Assigned task: When the word "metrics" shows up in a line of the records below, copy that line.

"""

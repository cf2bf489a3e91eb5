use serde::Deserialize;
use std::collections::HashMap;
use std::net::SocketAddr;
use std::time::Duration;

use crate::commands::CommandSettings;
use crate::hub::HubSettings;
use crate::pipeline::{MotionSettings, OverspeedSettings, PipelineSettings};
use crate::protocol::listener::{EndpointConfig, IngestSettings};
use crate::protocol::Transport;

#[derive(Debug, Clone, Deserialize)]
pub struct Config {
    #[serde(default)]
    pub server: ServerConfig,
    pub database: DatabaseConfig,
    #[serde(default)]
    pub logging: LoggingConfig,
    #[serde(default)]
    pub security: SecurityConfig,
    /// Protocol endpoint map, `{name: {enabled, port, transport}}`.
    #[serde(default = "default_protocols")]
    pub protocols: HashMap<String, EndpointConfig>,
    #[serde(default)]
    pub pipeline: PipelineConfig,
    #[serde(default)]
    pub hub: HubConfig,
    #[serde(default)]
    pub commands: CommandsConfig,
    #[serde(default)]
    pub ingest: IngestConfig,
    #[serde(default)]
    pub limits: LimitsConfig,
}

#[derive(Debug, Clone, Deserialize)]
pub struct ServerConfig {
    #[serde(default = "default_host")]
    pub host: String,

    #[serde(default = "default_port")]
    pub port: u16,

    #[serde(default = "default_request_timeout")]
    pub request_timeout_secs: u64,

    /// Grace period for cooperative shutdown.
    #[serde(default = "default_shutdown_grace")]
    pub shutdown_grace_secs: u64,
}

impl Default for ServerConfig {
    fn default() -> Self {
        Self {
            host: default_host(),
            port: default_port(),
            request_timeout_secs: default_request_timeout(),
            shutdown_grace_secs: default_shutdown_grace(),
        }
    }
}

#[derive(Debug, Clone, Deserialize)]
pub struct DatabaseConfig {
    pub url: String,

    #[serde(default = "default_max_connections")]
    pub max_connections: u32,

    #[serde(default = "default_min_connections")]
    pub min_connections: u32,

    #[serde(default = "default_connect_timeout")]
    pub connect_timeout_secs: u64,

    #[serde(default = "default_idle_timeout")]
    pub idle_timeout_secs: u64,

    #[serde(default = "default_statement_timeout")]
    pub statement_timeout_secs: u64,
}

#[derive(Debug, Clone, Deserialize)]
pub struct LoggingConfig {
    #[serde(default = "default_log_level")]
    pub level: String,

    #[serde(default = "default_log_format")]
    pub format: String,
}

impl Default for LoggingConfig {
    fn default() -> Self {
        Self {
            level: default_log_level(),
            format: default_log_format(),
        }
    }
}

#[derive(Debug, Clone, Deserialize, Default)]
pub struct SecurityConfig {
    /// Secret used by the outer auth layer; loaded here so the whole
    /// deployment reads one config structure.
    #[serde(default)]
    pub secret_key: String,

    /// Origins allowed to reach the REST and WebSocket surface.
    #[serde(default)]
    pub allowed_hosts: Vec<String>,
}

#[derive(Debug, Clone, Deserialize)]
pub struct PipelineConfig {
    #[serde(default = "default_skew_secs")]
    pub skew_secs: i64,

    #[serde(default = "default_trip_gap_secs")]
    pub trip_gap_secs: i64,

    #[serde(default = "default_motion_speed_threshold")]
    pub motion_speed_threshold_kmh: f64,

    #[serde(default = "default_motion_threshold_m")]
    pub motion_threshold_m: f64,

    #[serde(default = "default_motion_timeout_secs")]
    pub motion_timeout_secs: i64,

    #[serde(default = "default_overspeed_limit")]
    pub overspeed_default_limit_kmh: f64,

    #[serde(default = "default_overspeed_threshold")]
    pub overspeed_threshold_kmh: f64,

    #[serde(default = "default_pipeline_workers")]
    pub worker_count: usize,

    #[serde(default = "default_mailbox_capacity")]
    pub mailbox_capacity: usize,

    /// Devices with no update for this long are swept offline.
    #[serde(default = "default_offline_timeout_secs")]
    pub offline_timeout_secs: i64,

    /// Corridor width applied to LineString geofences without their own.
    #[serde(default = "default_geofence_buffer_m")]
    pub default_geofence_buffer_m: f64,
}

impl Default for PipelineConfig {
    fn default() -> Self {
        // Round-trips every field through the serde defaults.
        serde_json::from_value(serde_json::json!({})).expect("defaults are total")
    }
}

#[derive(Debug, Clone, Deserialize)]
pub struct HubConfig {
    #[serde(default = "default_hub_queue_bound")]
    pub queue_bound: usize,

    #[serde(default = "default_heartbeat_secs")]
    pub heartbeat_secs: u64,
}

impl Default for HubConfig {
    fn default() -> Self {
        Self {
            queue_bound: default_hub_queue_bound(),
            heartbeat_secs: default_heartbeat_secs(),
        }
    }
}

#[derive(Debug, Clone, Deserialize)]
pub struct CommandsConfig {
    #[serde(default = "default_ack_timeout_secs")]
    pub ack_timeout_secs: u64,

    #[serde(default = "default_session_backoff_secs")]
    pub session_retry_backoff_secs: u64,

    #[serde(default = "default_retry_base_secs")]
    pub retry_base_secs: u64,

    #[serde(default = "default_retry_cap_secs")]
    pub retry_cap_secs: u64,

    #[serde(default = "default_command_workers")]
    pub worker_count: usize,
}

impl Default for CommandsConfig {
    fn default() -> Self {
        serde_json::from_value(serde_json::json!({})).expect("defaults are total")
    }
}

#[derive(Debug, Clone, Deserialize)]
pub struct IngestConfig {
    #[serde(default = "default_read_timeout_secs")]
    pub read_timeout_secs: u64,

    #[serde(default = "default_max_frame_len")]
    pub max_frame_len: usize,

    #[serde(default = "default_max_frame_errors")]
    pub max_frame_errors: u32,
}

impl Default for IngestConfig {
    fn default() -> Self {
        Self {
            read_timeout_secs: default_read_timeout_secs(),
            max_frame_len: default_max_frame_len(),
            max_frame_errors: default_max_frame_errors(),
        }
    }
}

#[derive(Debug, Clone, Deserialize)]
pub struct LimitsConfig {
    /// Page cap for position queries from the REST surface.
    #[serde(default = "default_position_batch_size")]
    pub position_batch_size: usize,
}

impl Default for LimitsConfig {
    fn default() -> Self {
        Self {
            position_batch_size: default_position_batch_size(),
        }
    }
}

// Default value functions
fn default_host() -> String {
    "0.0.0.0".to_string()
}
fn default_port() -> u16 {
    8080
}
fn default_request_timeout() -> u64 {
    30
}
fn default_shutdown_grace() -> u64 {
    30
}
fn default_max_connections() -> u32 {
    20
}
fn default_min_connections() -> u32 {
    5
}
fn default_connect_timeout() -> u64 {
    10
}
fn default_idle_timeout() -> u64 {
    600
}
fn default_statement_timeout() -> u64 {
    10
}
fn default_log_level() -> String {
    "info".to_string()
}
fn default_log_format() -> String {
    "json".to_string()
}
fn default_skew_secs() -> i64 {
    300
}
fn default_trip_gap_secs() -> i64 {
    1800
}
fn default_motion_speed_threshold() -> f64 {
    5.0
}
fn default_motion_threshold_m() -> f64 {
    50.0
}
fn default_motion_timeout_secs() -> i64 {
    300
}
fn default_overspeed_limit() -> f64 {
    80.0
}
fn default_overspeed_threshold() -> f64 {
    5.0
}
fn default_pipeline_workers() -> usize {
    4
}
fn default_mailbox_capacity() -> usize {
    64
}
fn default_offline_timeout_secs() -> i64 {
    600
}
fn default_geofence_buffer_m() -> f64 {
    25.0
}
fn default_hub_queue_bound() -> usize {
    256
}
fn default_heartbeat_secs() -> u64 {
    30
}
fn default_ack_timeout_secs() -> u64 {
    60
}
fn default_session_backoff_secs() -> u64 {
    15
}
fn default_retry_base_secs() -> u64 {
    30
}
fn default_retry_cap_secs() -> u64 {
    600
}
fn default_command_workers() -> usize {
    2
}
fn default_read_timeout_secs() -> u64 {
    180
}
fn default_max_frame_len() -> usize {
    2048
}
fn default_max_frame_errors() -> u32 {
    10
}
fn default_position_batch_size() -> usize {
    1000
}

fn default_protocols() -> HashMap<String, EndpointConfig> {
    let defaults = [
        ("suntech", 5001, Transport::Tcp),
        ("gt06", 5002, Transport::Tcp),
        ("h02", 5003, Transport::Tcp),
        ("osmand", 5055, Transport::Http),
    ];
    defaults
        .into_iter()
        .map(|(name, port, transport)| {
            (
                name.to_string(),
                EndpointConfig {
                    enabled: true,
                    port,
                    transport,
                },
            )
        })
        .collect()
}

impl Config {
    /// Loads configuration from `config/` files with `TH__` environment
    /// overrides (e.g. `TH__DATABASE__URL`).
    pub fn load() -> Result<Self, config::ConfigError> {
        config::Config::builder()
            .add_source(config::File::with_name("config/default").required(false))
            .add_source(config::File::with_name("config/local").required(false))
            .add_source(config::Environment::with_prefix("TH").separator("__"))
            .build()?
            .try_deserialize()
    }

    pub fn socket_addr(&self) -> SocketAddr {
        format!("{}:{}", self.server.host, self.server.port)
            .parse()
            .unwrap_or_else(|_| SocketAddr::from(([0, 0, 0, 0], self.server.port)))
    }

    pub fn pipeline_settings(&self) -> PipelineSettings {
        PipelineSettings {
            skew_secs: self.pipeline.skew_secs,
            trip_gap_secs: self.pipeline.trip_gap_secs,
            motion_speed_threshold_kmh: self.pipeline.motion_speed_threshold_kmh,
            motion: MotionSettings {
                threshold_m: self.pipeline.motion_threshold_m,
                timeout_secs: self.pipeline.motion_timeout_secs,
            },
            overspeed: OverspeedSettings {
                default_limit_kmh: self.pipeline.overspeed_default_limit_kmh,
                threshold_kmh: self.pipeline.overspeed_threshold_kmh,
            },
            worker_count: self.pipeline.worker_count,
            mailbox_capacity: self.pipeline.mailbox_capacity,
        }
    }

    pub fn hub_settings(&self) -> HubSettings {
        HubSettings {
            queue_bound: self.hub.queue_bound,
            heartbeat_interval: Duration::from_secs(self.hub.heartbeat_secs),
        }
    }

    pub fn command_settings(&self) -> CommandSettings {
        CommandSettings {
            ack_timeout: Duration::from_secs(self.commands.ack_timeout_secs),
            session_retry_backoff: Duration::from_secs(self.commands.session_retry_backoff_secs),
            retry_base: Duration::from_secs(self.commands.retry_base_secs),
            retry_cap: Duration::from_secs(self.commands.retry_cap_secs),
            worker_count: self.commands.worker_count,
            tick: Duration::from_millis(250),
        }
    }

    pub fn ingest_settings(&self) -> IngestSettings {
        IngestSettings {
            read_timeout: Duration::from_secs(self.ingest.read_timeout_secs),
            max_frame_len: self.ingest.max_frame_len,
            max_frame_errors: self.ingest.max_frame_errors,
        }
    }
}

"""
"""

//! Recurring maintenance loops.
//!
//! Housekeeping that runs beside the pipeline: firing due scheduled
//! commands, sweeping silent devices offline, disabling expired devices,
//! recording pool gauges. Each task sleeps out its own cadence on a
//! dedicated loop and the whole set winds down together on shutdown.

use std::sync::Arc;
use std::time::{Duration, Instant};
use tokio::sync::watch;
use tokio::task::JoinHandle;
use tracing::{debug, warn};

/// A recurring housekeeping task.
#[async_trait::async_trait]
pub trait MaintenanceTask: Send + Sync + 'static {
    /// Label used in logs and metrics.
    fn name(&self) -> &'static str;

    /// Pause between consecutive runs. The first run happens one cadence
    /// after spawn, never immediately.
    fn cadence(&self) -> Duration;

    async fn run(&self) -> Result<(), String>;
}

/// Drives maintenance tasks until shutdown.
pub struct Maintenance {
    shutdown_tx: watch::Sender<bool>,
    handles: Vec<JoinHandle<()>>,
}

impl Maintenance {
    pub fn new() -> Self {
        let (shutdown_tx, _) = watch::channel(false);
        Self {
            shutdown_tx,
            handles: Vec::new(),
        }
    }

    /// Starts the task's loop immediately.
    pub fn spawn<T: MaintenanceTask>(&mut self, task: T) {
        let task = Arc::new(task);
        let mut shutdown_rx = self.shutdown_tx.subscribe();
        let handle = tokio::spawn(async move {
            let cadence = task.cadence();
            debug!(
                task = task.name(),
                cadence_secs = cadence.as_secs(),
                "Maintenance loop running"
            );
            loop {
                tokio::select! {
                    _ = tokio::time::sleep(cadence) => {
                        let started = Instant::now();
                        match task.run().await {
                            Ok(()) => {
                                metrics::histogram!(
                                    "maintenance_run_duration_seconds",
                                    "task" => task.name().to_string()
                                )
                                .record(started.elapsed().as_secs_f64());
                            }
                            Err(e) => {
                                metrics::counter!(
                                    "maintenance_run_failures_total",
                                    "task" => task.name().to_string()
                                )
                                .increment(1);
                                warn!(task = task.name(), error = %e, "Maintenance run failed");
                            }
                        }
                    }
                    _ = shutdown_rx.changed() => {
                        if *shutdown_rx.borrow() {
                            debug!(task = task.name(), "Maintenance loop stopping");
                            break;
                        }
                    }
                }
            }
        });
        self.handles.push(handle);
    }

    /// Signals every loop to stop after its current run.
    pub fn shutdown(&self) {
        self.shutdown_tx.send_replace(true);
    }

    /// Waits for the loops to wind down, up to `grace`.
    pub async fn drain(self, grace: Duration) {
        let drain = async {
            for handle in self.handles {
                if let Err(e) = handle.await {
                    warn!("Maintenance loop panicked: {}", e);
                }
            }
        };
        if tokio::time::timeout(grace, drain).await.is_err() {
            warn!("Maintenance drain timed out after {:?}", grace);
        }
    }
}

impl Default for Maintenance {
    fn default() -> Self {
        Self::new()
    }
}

"""

Solved exercise:
    /// Label used in logs and metrics.
                                metrics::histogram!(
                                metrics::counter!(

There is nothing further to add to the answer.